■ **DATA SUPPLIED**:
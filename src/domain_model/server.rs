use std::collections::HashMap;
use std::time::Duration;

/// Deployment policy for token issuing and rotation.
#[derive(Debug, Clone)]
pub struct ServerConfig {
    /// Revoke a refresh token as soon as it is rotated. When off, the
    /// superseded token stays valid for `refresh_token_revoke_in`.
    pub refresh_token_revoked_on_use: bool,
    pub refresh_token_revoke_in: Duration,
    /// Whether newly issued tokens carry a refresh token.
    pub use_refresh_token: bool,
    /// Default access token lifetime, `None` for non-expiring tokens.
    pub access_token_expires_in: Option<Duration>,
    /// Per-client lifetime overrides, keyed by client uid.
    pub custom_access_token_expires_in: HashMap<String, Duration>,
}

impl Default for ServerConfig {
    fn default() -> Self {
        ServerConfig {
            refresh_token_revoked_on_use: true,
            refresh_token_revoke_in: Duration::ZERO,
            use_refresh_token: true,
            access_token_expires_in: Some(Duration::from_secs(2 * 60 * 60)),
            custom_access_token_expires_in: HashMap::new(),
        }
    }
}
use crate::application_port::OAuthError;
use crate::domain_port::SecretHasher;
use argon2::password_hash::rand_core::OsRng;
use argon2::{Argon2, PasswordHash, PasswordHasher, PasswordVerifier};
use sha2::{Digest, Sha256};
use subtle::ConstantTimeEq;

/// Secrets stored as-is.
pub struct PlainSecretHasher;

#[async_trait::async_trait]
impl SecretHasher for PlainSecretHasher {
    async fn hash_secret(&self, secret: &str) -> Result<String, OAuthError> {
        Ok(secret.to_string())
    }

    async fn verify_secret(&self, secret: &str, stored: &str) -> Result<bool, OAuthError> {
        Ok(secret.as_bytes().ct_eq(stored.as_bytes()).into())
    }
}

/// Secrets stored as the lowercase hex SHA-256 digest.
pub struct Sha256SecretHasher;

impl Sha256SecretHasher {
    fn digest_hex(secret: &str) -> String {
        hex::encode(Sha256::digest(secret.as_bytes()))
    }
}

#[async_trait::async_trait]
impl SecretHasher for Sha256SecretHasher {
    async fn hash_secret(&self, secret: &str) -> Result<String, OAuthError> {
        Ok(Self::digest_hex(secret))
    }

    async fn verify_secret(&self, secret: &str, stored: &str) -> Result<bool, OAuthError> {
        let digest = Self::digest_hex(secret);
        Ok(digest.as_bytes().ct_eq(stored.as_bytes()).into())
    }
}

/// Secrets stored as argon2 PHC strings.
pub struct Argon2SecretHasher;

#[async_trait::async_trait]
impl SecretHasher for Argon2SecretHasher {
    async fn hash_secret(&self, secret: &str) -> Result<String, OAuthError> {
        let salt = argon2::password_hash::SaltString::generate(&mut OsRng);
        let hash = Argon2::default()
            .hash_password(secret.as_bytes(), &salt)
            .map_err(|e| OAuthError::InternalError(e.to_string()))?
            .to_string();
        Ok(hash)
    }

    async fn verify_secret(&self, secret: &str, stored: &str) -> Result<bool, OAuthError> {
        let parsed = PasswordHash::new(stored)
            .map_err(|e| OAuthError::InternalError(format!("invalid PHC hash: {e}")))?;

        match Argon2::default().verify_password(secret.as_bytes(), &parsed) {
            Ok(_) => Ok(true),
            Err(argon2::password_hash::Error::Password) => Ok(false),
            Err(e) => Err(OAuthError::InternalError(format!("verify error: {e}"))),
        }
    }
}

■ **WHAT TO PRODUCE**: Return each line from the records that includes the word "HashMap".

■ **OUTPUT OF THE EXERCISE**:
use std::collections::HashMap;
    pub custom_access_token_expires_in: HashMap<String, Duration>,
            custom_access_token_expires_in: HashMap::new(),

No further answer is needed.